WORLD NEWS: "Africa's Potential to Sate World's Oil Demand Dims," by Peter Fritsch, Wall Street Journal, 22 October 2008.
First story notes the usual headlines (insurgency in Nigeria, Mugabe's latest outrage, Sudan's war crimes indictments, Somalia's sad story, and the ANC's sad decline in South Africa), and yet, when you look at the 48 countries as a whole, we're talking a "period of unparalleled economic success."
Most important: "despite the turmoil in the world's financial markets, international investors still think they can make money there."
The uptick due to?
Combo of better macro econ policies locally, big inflows of Western aid and investment, plus some debt relief—plus some untold flow of FDI from Asia (China esp) and the SWFs out of the Gulf.
Taken as total, the IMF says investments and loans in/to Africa balloon from $11B in 2000 to $53B in 2007.
Big push, indeed, and the best kind.
Commodities boom is a major trigger, and so any downturn in demand will eventually hurt the continent, but longer term we see that "China and the Gulf states have been fascinated for some time by Africa, and there is no reason why this should end."
China leads the way, but India is close behind. I write about this in Great Powers, leveraging the recent and most-excellent World Bank report ("Africa's Silk Road"—also cited here). The U.S. is mostly ghettoized in the Gulf of Guinea and Angola, according to the article.
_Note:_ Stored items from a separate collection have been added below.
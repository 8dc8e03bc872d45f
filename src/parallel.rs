/// How the data-parallel stage loops execute.
///
/// Every stage is written as a per-item kernel and dispatched through one of
/// these. `Sequential` runs the items in index order, which makes the P2G
/// scatter bit-for-bit deterministic -- the tests use it for exactly that
/// reason. `Threaded` runs the same kernels on the rayon thread pool; the
/// only cross-item hazard in the pipeline (the P2G scatter) is handled there
/// by merging per-worker grid buffers, so results agree with the sequential
/// backend up to floating-point summation order.
#[derive(Debug, Clone, Copy, PartialEq, Eq, serde::Serialize, serde::Deserialize)]
pub enum Backend {
    Sequential,
    Threaded,
}

impl Default for Backend {
    fn default() -> Self {
        Backend::Threaded
    }
}

/// Minimum number of items a rayon job gets before splitting. The per-item
/// kernels are tiny; without this the scheduling overhead swamps them.
pub const MIN_CHUNK: usize = 128;

#[cfg(test)]
mod tests {
    use super::*;

    #[test]
    fn backend_roundtrips_through_serde() {
        let json = serde_json::to_string(&Backend::Sequential).unwrap();
        let back: Backend = serde_json::from_str(&json).unwrap();
        assert_eq!(back, Backend::Sequential);
    }
}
The downside is the continued population growth, so you've got the angry, bored, underemployed male problem. See this in Kenya and Ethiopia. Sub-Saharan Africa is the one area of the world scheduled to have significant growth still through 2030, meaning it keeps a very young profile (unlike the middle-aging Middle East, for example).
Cited as rising stories—sans natural resource wealth—are Ghana, Mozambique.
Article ends with a nice word for the Millennium Challenge Account.
WSJ story presents the current dark-side economic projection: usual endemic challenges + credit crunch globally will depress Africa's ability to meet its potential on oil production. Africa tends to have shallow basins, and that, plus the high local costs and political uncertainty, when combined with international price swings, always keeps the place in the iffy category.
Right now Africa is about 12% of global production of 85 million barrels a day, and in a tight production environment, every source counts.
Efforts are split between extraregional NOCs (national oil companies) from Asia and the Mideast, the usual Western supermajors and mid-level players, and Africa NOCs (smallest of three).